Охранники и авантюристы. Секретные сотрудники и провокаторы
Шрифт:
17 апреля 1917 г.
Охранник Добровольский о сотруднике Денисове
С Денисовым меня познакомил П. С. Статковский по распоряжению фон Коттена. Денисов предложил свои услуги в качестве секретного сотрудника по Партии социалистов-революционеров. Чем руководствовался Денисов, делая такое предложение, я не знаю, но предполагаю, что его побудила к этому нужда. В Денисове я видел очень начитанного и умного человека. Мне было приятно открыто разговаривать с ним, как с человеком развитым и делиться с ним своими впечатлениями, не как со служащим Охранного отделения, а как с частным человеком. От Денисова работы в области розыска я не требовал. К явлениям, как илиодоровщина, Распутин и пр., я относился безусловно отрицательно, высказывая свое мнение, что подобные явления недопустимы и не должны существовать в государстве.

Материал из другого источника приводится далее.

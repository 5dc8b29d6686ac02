//! Global brightness stretch applied to the cropped still before extraction.

use tracing::debug;

use crate::spectrometer::common::error::{Result, SpectroError};
use crate::spectrometer::image::{RgbImageData, CHANNELS};

#[derive(Debug, Clone, PartialEq)]
pub struct NormalizedImage {
    pub image: RgbImageData,
    /// Integer gain applied to every channel of every pixel.
    pub factor: u32,
}

pub struct BrightnessNormalizer;

impl BrightnessNormalizer {
    /// Scales the image by `floor(255 / max)` where `max` is the largest of the
    /// per-channel maxima. One factor for all channels, results clamped to 255.
    pub fn normalize(image: &RgbImageData) -> Result<NormalizedImage> {
        let mut channel_max = [0u8; CHANNELS];
        for px in image.pixels() {
            for (max, &v) in channel_max.iter_mut().zip(px) {
                *max = (*max).max(v);
            }
        }

        let peak = channel_max.iter().copied().max().unwrap_or(0);
        if peak == 0 {
            return Err(SpectroError::InvalidImage(
                "image is completely black, nothing to scale".to_string(),
            ));
        }

        let factor = 255 / peak as u32;
        let data = image
            .data
            .iter()
            .map(|&v| (v as u32 * factor).min(255) as u8)
            .collect();

        debug!(?channel_max, factor, "Brightness normalized");
        Ok(NormalizedImage {
            image: RgbImageData {
                width: image.width,
                height: image.height,
                data,
            },
            factor,
        })
    }
}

Был период моей жизни, когда мне пришлось испытать крайнюю материальную нужду (что привело к службе в охранке). Постоянное напоминание того времени побуждало меня чутко относиться к нужде окружающих людей, и я очень часто оказывал свою посильную помощь, как сотруд-{284}никам, сослуживцам, знакомым, так и людям, мало знакомым, почти совершенно незнакомым и даже лицам, находившимся под арестом. Денисов же мое подобное отношение к людям старается объяснить как желание с моей стороны извлечь большую пользу для своей службы, - он глубоко неправ и неправдив. Более, чем кому-либо другому, ему должно быть известно, что, помогая ему и другим, я взамен никогда ничего не требовал.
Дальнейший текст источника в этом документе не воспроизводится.